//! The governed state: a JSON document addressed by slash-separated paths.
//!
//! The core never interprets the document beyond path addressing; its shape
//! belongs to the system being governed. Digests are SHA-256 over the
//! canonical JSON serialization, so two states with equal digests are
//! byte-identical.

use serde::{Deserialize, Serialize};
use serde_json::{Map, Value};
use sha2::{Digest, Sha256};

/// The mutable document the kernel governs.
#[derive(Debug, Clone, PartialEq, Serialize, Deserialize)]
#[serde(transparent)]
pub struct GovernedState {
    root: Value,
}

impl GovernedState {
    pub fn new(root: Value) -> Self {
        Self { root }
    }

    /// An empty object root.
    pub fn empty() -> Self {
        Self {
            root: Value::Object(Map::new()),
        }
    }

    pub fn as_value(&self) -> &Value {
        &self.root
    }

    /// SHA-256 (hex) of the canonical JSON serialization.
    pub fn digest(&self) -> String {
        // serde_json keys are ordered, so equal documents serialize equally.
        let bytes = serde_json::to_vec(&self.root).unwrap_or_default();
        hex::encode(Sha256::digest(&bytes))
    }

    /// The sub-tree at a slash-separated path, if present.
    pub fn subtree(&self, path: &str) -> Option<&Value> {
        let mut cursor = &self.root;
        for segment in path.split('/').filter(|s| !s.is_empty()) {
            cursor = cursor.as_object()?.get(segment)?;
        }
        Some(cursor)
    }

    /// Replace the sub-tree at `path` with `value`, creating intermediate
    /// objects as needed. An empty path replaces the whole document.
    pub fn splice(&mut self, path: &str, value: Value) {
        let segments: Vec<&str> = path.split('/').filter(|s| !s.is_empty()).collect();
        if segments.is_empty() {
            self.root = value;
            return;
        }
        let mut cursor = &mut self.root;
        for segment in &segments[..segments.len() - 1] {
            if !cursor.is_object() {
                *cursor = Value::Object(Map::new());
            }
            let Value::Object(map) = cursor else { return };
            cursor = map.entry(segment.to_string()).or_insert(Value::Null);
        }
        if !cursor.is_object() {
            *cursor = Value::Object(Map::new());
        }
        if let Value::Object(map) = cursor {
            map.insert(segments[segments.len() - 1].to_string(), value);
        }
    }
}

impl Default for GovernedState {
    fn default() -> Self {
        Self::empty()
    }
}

* **EXERCISE PROMPT**:
Up to and including the line with "the kernel governs.", repeat the data exactly, starting from its first line; nothing else belongs in the response.

* **RESULT FOR THIS TASK**:
//! The governed state: a JSON document addressed by slash-separated paths.
//!
//! The core never interprets the document beyond path addressing; its shape
//! belongs to the system being governed. Digests are SHA-256 over the
//! canonical JSON serialization, so two states with equal digests are
//! byte-identical.

use serde::{Deserialize, Serialize};
use serde_json::{Map, Value};
use sha2::{Digest, Sha256};

/// The mutable document the kernel governs.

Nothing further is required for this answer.